And my oh my, how Beyonce's sexuality looks like a male record exec's wet dream.

Remember the video for Baby Boy, where Bey is greased up and dancing on a beach, while Sean Paul (business casual) sings on a bed of naked women?

Remember how that song was supposed to be about a sexy man?

Baby boy you stay on my mind
Fulfill my fantasies
I think about you all the time
I see you in my dreams

This woman's fantasy looks suspiciously like something a straight male record exec would dream up,


Like Where's Waldo for dirty old men
Deja Vu, same thing: She sings "Your sexiness is so appealing I can't let it go," but Beyonce is the only one working her ass off while Jay Z just hangs out like, "Yeah, I tapped that." (Full credit where credit is due, though, she was a way better dancer than Britney or Justin and I don't know why this didn't get more attention at the time)
All their collaborations in a nutshell.



More than ten years later, the videos for Partition and Drunk in Love - both meant to be about desire with the former explicitly setting itself up as a woman's fantasy - is the same old thing. Beyonce looks fabulous, works her ass off, and Jay sits around like Jabba the Hutt (at least in Drunk In Love she kind of looks likes she's having a good time). That's not equality. And it says something about the insidious power of patriarchy when women are taught to fantasize from a man's POV.

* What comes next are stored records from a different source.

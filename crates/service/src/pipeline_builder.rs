//! Build function chains from `[functions]` and register `[pipelines]`
//!
//! Each pipeline gets its own function instances, so stateful functions
//! (batching, MQTT clients) never share state across pipelines.

use std::collections::BTreeMap;
use std::sync::Arc;

use anyhow::{Context, Result, bail};
use edgeflow_config::{Config, FunctionConfig};
use edgeflow_pipeline::Dispatcher;
use edgeflow_transform::{Chain, FunctionRegistry, Transformer};

/// Instantiate the named functions, in order
pub fn build_chain(
    registry: &FunctionRegistry,
    functions: &BTreeMap<String, FunctionConfig>,
    pipeline_id: &str,
    names: &[String],
) -> Result<Chain> {
    let mut chain: Vec<(String, Arc<dyn Transformer>)> = Vec::with_capacity(names.len());
    for name in names {
        let Some(function) = functions.get(name) else {
            bail!("pipeline '{pipeline_id}' references unknown function '{name}'");
        };
        let transformer = registry.create(function).with_context(|| {
            format!("failed to create function '{name}' for pipeline '{pipeline_id}'")
        })?;
        chain.push((name.clone(), transformer));
    }
    Ok(Chain::named(chain))
}

/// Register the default and per-topic pipelines, returning how many were added
pub fn register_pipelines(
    dispatcher: &Dispatcher,
    config: &Config,
    registry: &FunctionRegistry,
) -> Result<usize> {
    let pipelines = &config.pipelines;
    let mut registered = 0;

    if pipelines.has_default() {
        let chain = build_chain(
            registry,
            &config.functions,
            edgeflow_pipeline::DEFAULT_PIPELINE_ID,
            &pipelines.default,
        )?;
        dispatcher
            .set_default_pipeline(chain)
            .context("failed to register default pipeline")?;
        registered += 1;
    }

    for (id, pipeline) in &pipelines.per_topic {
        let chain = build_chain(registry, &config.functions, id, &pipeline.functions)?;
        dispatcher
            .add_pipeline_for_topics(id, &pipeline.topics, chain)
            .with_context(|| format!("failed to register pipeline '{id}'"))?;
        registered += 1;
    }

    for (id, functions) in pipelines.iter_functions() {
        tracing::info!(pipeline = %id, functions = ?functions, "pipeline registered");
    }
    Ok(registered)
}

If Beyoncé's videos do represent a straight woman's desire, that desire is: "I want to be so beautiful that a famous man wants to fuck me." This is the exact opposite of empowering. It's downright regressive, a slap in the face to all those once-little girls that Beyonce compels to bow down before her, for the supposed gifts she gave to their self esteem.

When "Anacanda" came out, Nicki Minaj made this argument, to V magazine:
If a man did the same video with sexy women in it, no one would care. You’re talking about newspeople who don’t even know anything about hip-hop culture. It’s so disrespectful for them to even comment on something they have no idea about. They don’t say anything when they’re watching the Victoria’s Secret show and seeing boobs and thongs all day. Why? Shame on them. Shame on them for commenting on “Anaconda” and not commenting on the rest of the oversexualized business we’re a part of. 

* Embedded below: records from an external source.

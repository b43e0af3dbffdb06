//! Edgeflow - Sources
//!
//! Triggers: the sources of envelopes for the dispatcher.
//!
//! # Available Triggers
//!
//! - **HTTP** - `POST /api/v1/trigger[/{topic}]`, replies with the first pipeline response
//! - **MQTT** - Message-bus subscriber, publishes responses and background messages
//! - **Channel** - In-process ("custom") trigger over tokio mpsc channels
//!
//! # Lifecycle
//!
//! ```text
//! Trigger::initialize(shutdown, background_rx) ──→ TriggerHandle
//!        │                                              │
//!        └── envelopes ──→ Dispatcher::message_received │
//!                                                       │
//! shutdown.cancel() ──→ TriggerHandle::wait(timeout) ───┘
//! ```
//!
//! # Example
//!
//! ```ignore
//! use edgeflow_sources::{HttpTrigger, Trigger};
//! use tokio_util::sync::CancellationToken;
//!
//! let (publisher, background_rx) = edgeflow_pipeline::background_channel(1000);
//! let shutdown = CancellationToken::new();
//!
//! let trigger = Box::new(HttpTrigger::new(config.trigger.http.clone(), dispatcher.clone()));
//! let handle = trigger.initialize(shutdown.clone(), background_rx).await?;
//!
//! tokio::signal::ctrl_c().await?;
//! shutdown.cancel();
//! handle.wait(config.global.shutdown_timeout).await?;
//! ```

pub mod channel;
pub mod http;
pub mod mqtt;

mod common;
mod error;
mod trigger;

#[cfg(test)]
mod test_util;

pub use channel::{ChannelTrigger, TriggerOutput};
pub use common::{TriggerMetrics, TriggerSnapshot};
pub use error::{Result, TriggerError};
pub use http::HttpTrigger;
pub use mqtt::{MqttResponder, MqttTrigger};
pub use trigger::{Trigger, TriggerHandle};
//! Serve command - run the configured trigger until shutdown
//!
//! Startup order: secrets, dispatcher, pipelines, background channel,
//! trigger. Shutdown cancels the trigger and closes every pipeline function
//! at once, so open batch windows flush into the runs the trigger is
//! draining. It then waits up to `global.shutdown_timeout` for the trigger
//! and closes the functions again to disconnect exporters used by those
//! final flushes.

use std::future::Future;
use std::sync::Arc;
use std::time::Duration;

use anyhow::{Context, Result, bail};
use edgeflow_config::{Config, TriggerConfig, TriggerType};
use edgeflow_pipeline::{Dispatcher, MemoryRetryStore, background_channel};
use edgeflow_secrets::{MemorySecretStore, SecretProvider};
use edgeflow_sources::{HttpTrigger, MqttTrigger, Trigger, TriggerHandle};
use tokio::signal;
use tokio_util::sync::CancellationToken;
use tracing::{info, warn};

use crate::pipeline_builder;

/// Run until `shutdown_signal` resolves
pub async fn run(config: Config, shutdown_signal: impl Future<Output = Result<()>>) -> Result<()> {
    let secrets: Arc<dyn SecretProvider> =
        Arc::new(MemorySecretStore::from_config(&config.secrets));
    let dispatcher = Dispatcher::new(secrets, Arc::new(MemoryRetryStore::new()));

    let registry = edgeflow_sinks::create_default_registry();
    let pipeline_count = pipeline_builder::register_pipelines(&dispatcher, &config, &registry)?;

    let (publisher, background_rx) = background_channel(config.global.queue_size);
    let trigger = build_trigger(&config.trigger, dispatcher.clone())?;
    let trigger_name = trigger.name();

    let shutdown = CancellationToken::new();
    let handle = trigger
        .initialize(shutdown.clone(), background_rx)
        .await
        .with_context(|| format!("failed to start {trigger_name} trigger"))?;

    info!(
        trigger = trigger_name,
        pipelines = pipeline_count,
        queue_size = config.global.queue_size,
        "edgeflow running"
    );

    if let Err(e) = shutdown_signal.await {
        warn!(error = %e, "shutdown signal failed, stopping");
    }
    info!("shutdown signal received, stopping trigger...");
    stop(&shutdown, handle, &dispatcher, config.global.shutdown_timeout).await;
    drop(publisher);

    let metrics = dispatcher.metrics();
    info!(
        envelopes = metrics.envelopes_received,
        unmatched = metrics.envelopes_unmatched,
        succeeded = metrics.pipelines_succeeded,
        failed = metrics.pipelines_failed,
        responses = metrics.responses_emitted,
        retry_writes = metrics.retry_writes,
        "dispatcher stopped"
    );
    Ok(())
}

/// Stop the trigger and close every pipeline function
async fn stop(
    shutdown: &CancellationToken,
    handle: TriggerHandle,
    dispatcher: &Dispatcher,
    timeout: Duration,
) {
    shutdown.cancel();
    // wakes open batch windows so their final flush runs inside the drain
    dispatcher.close();

    if let Err(e) = handle.wait(timeout).await {
        warn!(error = %e, "trigger did not shut down cleanly");
    }
    dispatcher.close();
}

/// Trigger for `[trigger]`
fn build_trigger(config: &TriggerConfig, dispatcher: Dispatcher) -> Result<Box<dyn Trigger>> {
    Ok(match config.trigger_type {
        TriggerType::Http => Box::new(HttpTrigger::new(config.http.clone(), dispatcher)),
        TriggerType::Mqtt => Box::new(MqttTrigger::new(config.mqtt.clone(), dispatcher)),
        TriggerType::Custom => bail!(
            "custom triggers are provided by the embedding application \
             (edgeflow_sources::ChannelTrigger), not by the edgeflow binary"
        ),
    })
}

/// Wait for SIGINT or SIGTERM
pub async fn wait_for_shutdown() -> Result<()> {
    #[cfg(unix)]
    {
        let mut terminate = signal::unix::signal(signal::unix::SignalKind::terminate())
            .context("failed to install SIGTERM handler")?;
        tokio::select! {
            result = signal::ctrl_c() => result.context("failed to listen for Ctrl+C")?,
            _ = terminate.recv() => {}
        }
    }

    #[cfg(not(unix))]
    signal::ctrl_c()
        .await
        .context("failed to listen for Ctrl+C")?;

    Ok(())
}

 A male music video for Anaconda would feature Drake in a thong dancing with a bunch of nearly nude men, and, sorry Nicki, but people would lose their shit. Which is why we'll never see Jay Z dancing scantily clad on a beach while his wife sings about his sex appeal.

Because that would be threatening. That would actually spit in the face of gender inequality, and Beyoncé is not prepared to do that. If she did, the video for Run the World Girls would look like this*:
Yes, that's Madonna. And yes, Beyoncé's gender politics are musty and out of date compared to an act from twenty years ago.
You can't be universally beloved and a revolutionary. Really taking a stand means kissing half your fans goodbye in the hopes that twenty years from now you'll be remembered as a visionary (or, in the case of the lady above, be labelled a slut until you hit fifty and are rechristened "Slutty Granny" - because that's how much people hate women who actually challenge gender roles), and Beyoncé clearly is not ready to make that sacrifice.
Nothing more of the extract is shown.